PICTURE OF MATT SIGNING MY POSTER:
Then as he was finishing up signing my poster, I told him, “When you do get a chance to go through them, you’ll notice that a lot of the pictures they drew are of people drowning and someone flying in to save them.” He started cracking up and said, “That’s fantastic!” He finished signing my poster and I got a pic with him. And before I left, he even stopped to reiterate that he would be reading the letters and getting in touch with me on email.
ME WITH MATT
Oh, my God. If I thought that Matt was a cool and genuine person before, that opinion has been multiplied tenfold. What a talented, creative musician as well as a completely and sincerely kind person…WOW. If there was any doubt before (there wasn’t, but still) that I would be a Matt fan for life, that has been totally erased. That conversation was one of those incredible, special memories that I will keep with me forever. F’real.
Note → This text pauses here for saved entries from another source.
//! External inputs: Ctrl-C, lines on stdin and user signals.

use std::io::BufRead;
use std::sync::atomic::{AtomicBool, Ordering};
use std::sync::Arc;
use std::thread;

use anyhow::{Context, Result};
use crossbeam_channel::Sender;
use picam_types::{ControlCommand, ExternalSignal};
use tracing::{debug, info, warn};

/// Set `abort` on Ctrl-C.
pub fn install_ctrlc(abort: Arc<AtomicBool>) -> Result<()> {
    ctrlc::set_handler(move || {
        info!("Interrupted, stopping");
        abort.store(true, Ordering::SeqCst);
    })
    .context("Failed to install Ctrl-C handler")
}

/// Forward each line of stdin as a [`ControlCommand`].
///
/// The thread ends at end of input or once the session stops listening.
pub fn spawn_stdin_reader(tx: Sender<ControlCommand>) {
    thread::spawn(move || {
        let stdin = std::io::stdin();
        for line in stdin.lock().lines() {
            let line = match line {
                Ok(line) => line,
                Err(e) => {
                    warn!("Failed to read input: {}", e);
                    break;
                }
            };
            let command = ControlCommand::parse_line(&line);
            debug!(?command, "Input command");
            if tx.send(command).is_err() {
                break;
            }
        }
    });
}

/// Block SIGUSR1 and SIGUSR2 on the calling thread.
///
/// Must run before any other thread is spawned so that every thread
/// inherits the mask and the signals are only seen by [`sigwait`].
///
/// [`sigwait`]: libc::sigwait
#[cfg(unix)]
pub fn block_user_signals() -> Result<UserSignals> {
    // SAFETY: `set` is a plain C struct initialised by sigemptyset before use.
    let mut set: libc::sigset_t = unsafe { std::mem::zeroed() };
    // SAFETY: `set` points to valid, writable memory for the duration of each call.
    let rc = unsafe {
        libc::sigemptyset(&mut set);
        libc::sigaddset(&mut set, libc::SIGUSR1);
        libc::sigaddset(&mut set, libc::SIGUSR2);
        libc::pthread_sigmask(libc::SIG_BLOCK, &set, std::ptr::null_mut())
    };
    if rc != 0 {
        return Err(std::io::Error::from_raw_os_error(rc)).context("Failed to block user signals");
    }
    Ok(UserSignals { set })
}

/// The blocked user signal set.
#[cfg(unix)]
pub struct UserSignals {
    set: libc::sigset_t,
}

#[cfg(unix)]
impl UserSignals {
    /// Translate delivered signals into [`ExternalSignal`]s on a
    /// dedicated thread. SIGUSR1 continues, SIGUSR2 exits.
    pub fn spawn_listener(self, tx: Sender<ExternalSignal>) {
        thread::spawn(move || loop {
            let mut signum: libc::c_int = 0;
            // SAFETY: both pointers are valid for the call and the set was
            // initialised by `block_user_signals`.
            let rc = unsafe { libc::sigwait(&self.set, &mut signum) };

            let signal = if rc != 0 {
                ExternalSignal::Failed { errno: rc }
            } else if signum == libc::SIGUSR2 {
                ExternalSignal::Exit
            } else {
                ExternalSignal::Continue
            };
            debug!(?signal, "User signal");

            let failed = matches!(signal, ExternalSignal::Failed { .. });
            if tx.send(signal).is_err() || failed {
                break;
            }
        });
    }
}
Then….I got to meet Fish!!!!!!!!!!!! I had been too nervous to go up to him at the Sweetwater show. He just seemed so busy, and I felt as if I would be interrupting him. But today, we got to talk for a quick minute, just about how great I thought the set was. Can I just say that I am going to be SO SAD when Fish is not touring with Matt anymore? When I first read about it, I got tears in my eyes, no shit. It feels like the end of an era.
Anyway, today, I took a picture with him, and the sun was shining really bright in our eyes. After the pic was snapped, he said, “Wait, I think I blinked. The sun is…wow.” So, we turned, which ended up being better anyway, because then the ocean was in the background. Pretty! But I thought that was so nice…his being concerned that the picture turned out OK, even though it wasn’t his picture, and even though it took extra time to turn and take it again. What a sweetheart!
ME WITH FISH!!!!
Anyway, like I said, what an incredible day!
And three Matt concerts in one month…damn, why can’t all months be like this?